The group’s phishing emails purported to be an invitation to a dinner reception in March and included a logo from a major German political party, the Christian Democratic Union (CDU). They contained a link that directed victims to a malicious ZIP file, which contained dropper malware that then delivered a second-stage lure document (which also included themes related to the CDU) and retrieved the new backdoor variant. Mandiant researchers track this backdoor as WineLoader.
The malware, which was first observed being used in January as part of a campaign targeting diplomatic entities across Czechia, Germany, India, Italy, Latvia and Peru, contains several features that overlap with other known malware families used by APT29, indicating that they have been created by a common developer, said researchers.
In this specific campaign, Mandiant researchers were not able to obtain commands from the threat actor for the malware, but Zscaler researchers reported that the malware included a command used for persistence, which resulted in a run key being configured on compromised devices.
“WINELOADER communicates using HTTP GET requests using a user agent contained within the resource,” said Jenkins and Black. “Each packet to the C2 server contains a random size registration packet, this packet contains environment information like the victim’s username/device name, the process name and some information that could be used by the actor to determine whether the compromised system is a valid target (parent process path, etc.).

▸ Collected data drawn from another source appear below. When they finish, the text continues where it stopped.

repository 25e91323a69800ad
pub mod config;
pub mod run;
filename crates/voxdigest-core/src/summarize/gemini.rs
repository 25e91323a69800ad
//! Gemini summarization backend.
//!
//! Uses `generateContent` with a JSON response mime type and an explicit
//! response schema, so the model reply is guaranteed to be a bare JSON
//! object with the five summary fields.

use anyhow::Result;
use async_trait::async_trait;

use super::{DEFAULT_TIMEOUT_SECS, SUMMARIZE_PROMPT, SummarizationBackend, SummaryResult, parse_summary};
use crate::genai;

/// Gemini `generateContent` summarization backend
#[derive(Debug, Default, Clone)]
pub struct GeminiSummarizer;

fn response_schema() -> serde_json::Value {
    serde_json::json!({
        "type": "OBJECT",
        "properties": {
            "keyConcepts": { "type": "STRING" },
            "quotes": { "type": "STRING" },
            "facts": { "type": "STRING" },
            "latestInformation": { "type": "STRING" },
            "tldrSummary": { "type": "STRING" },
        },
        "required": ["keyConcepts", "quotes", "facts", "latestInformation", "tldrSummary"],
    })
}

#[async_trait]
impl SummarizationBackend for GeminiSummarizer {
    async fn summarize(
        &self,
        client: &reqwest::Client,
        api_key: &str,
        transcription: &str,
    ) -> Result<SummaryResult> {
        let body = serde_json::json!({
            "contents": [{
                "parts": [
                    { "text": format!("{SUMMARIZE_PROMPT}\n\nTranscription: {transcription}") },
                ]
            }],
            "generationConfig": {
                "responseMimeType": "application/json",
                "responseSchema": response_schema(),
            },
        });

        let response = genai::generate_content(
            client,
            api_key,
            genai::DEFAULT_TEXT_MODEL,
            body,
            DEFAULT_TIMEOUT_SECS,
        )
        .await?;

        let text = response
            .first_text()
            .ok_or_else(|| anyhow::anyhow!("Gemini returned no summary text"))?;

        parse_summary(text)
    }
}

The response from the C2 server can task the WINELOADER to execute a new module (either within the same process, or via process injection) and to update the sleep timer.”
APT29, which has been tracked by Mandiant since 2014, has previously executed espionage and supply-chain attacks. The group’s victims in the past few months have included Microsoft and HPE. It has also relied on tactics like phishing and brute force mechanisms for initial access, so researchers pointed to recommendations previously put forth by the UK government’s National Cyber Security Centre based on this actor’s activities, including the use of MFA and strong, unique passwords. Regardless, the potential for a shift in targeting is something for governments to keep an eye on, particularly with elections scheduled this year in at least 64 countries.
“The first-stage malware’s expanded use to target German political parties is a noted departure from the typical diplomatic focus of this APT29 subcluster, and almost certainly reflects the SVR’s interest in gleaning information from political parties and other aspects of civil society that could advance Moscow’s geopolitical interests,” said Jenkins and Black.